Return only the stretch of the material below that begins with the line containing "let runtime = match" and ends with the line containing "pub mod error;", exactly; both of those lines belong to it.

==== DATA FOR THE TASK

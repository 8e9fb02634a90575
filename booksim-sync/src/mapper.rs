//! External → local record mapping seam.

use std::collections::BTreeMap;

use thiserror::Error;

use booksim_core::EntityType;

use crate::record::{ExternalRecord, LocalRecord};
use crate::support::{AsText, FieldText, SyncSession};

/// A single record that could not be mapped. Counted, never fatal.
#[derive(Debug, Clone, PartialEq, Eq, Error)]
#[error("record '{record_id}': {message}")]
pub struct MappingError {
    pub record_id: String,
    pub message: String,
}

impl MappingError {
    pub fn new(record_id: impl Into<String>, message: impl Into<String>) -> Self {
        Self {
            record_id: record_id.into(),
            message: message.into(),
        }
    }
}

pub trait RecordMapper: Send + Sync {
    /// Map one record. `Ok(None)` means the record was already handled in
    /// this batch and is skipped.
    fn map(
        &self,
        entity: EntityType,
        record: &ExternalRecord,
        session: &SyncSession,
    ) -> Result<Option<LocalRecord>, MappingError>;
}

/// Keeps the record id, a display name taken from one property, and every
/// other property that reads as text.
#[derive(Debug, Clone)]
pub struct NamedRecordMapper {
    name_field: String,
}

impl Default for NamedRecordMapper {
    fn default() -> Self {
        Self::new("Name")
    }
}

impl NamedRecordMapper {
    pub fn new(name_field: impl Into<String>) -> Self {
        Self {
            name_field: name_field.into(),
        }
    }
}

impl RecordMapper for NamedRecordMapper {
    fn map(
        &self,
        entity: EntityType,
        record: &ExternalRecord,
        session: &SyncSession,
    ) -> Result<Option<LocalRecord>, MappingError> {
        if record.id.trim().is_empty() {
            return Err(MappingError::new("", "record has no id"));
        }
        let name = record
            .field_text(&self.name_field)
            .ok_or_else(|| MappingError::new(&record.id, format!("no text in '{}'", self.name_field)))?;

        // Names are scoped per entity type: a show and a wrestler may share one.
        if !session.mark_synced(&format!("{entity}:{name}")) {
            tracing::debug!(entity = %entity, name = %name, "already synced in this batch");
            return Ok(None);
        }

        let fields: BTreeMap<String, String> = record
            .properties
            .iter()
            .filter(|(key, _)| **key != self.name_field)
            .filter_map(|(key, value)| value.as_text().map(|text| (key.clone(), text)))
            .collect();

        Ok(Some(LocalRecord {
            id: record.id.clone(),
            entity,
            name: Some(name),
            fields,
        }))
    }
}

========
==== DATA FOR THE TASK

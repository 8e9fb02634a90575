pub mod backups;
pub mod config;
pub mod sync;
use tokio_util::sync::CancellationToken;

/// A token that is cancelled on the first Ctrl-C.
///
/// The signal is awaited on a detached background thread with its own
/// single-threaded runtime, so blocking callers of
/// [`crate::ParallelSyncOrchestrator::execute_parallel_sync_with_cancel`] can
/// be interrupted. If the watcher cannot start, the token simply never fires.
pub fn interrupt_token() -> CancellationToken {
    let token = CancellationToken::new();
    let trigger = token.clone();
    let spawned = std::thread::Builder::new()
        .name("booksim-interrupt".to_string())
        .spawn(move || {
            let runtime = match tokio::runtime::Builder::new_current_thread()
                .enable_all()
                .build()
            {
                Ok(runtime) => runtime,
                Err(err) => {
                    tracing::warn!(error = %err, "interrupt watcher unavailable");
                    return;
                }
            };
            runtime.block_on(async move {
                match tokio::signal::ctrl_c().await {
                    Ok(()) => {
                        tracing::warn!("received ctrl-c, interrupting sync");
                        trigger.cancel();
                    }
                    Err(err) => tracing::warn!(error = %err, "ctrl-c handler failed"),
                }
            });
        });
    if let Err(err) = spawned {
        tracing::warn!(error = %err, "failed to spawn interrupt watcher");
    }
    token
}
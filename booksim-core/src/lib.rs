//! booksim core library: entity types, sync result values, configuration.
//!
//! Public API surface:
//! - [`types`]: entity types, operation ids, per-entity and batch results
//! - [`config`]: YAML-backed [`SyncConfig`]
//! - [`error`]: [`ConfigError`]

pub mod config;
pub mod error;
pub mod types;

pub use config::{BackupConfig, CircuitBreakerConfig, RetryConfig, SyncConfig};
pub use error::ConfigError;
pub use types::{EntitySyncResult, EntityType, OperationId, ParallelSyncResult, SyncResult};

========

OUTPUT FOR THIS EXERCISE
            let runtime = match tokio::runtime::Builder::new_current_thread()
                .enable_all()
                .build()
            {
                Ok(runtime) => runtime,
                Err(err) => {
                    tracing::warn!(error = %err, "interrupt watcher unavailable");
                    return;
                }
            };
            runtime.block_on(async move {
                match tokio::signal::ctrl_c().await {
                    Ok(()) => {
                        tracing::warn!("received ctrl-c, interrupting sync");
                        trigger.cancel();
                    }
                    Err(err) => tracing::warn!(error = %err, "ctrl-c handler failed"),
                }
            });
        });
    if let Err(err) = spawned {
        tracing::warn!(error = %err, "failed to spawn interrupt watcher");
    }
    token
}
filename booksim-core/src/lib.rs
//! booksim core library: entity types, sync result values, configuration.
//!
//! Public API surface:
//! - [`types`]: entity types, operation ids, per-entity and batch results
//! - [`config`]: YAML-backed [`SyncConfig`]
//! - [`error`]: [`ConfigError`]

pub mod config;
pub mod error;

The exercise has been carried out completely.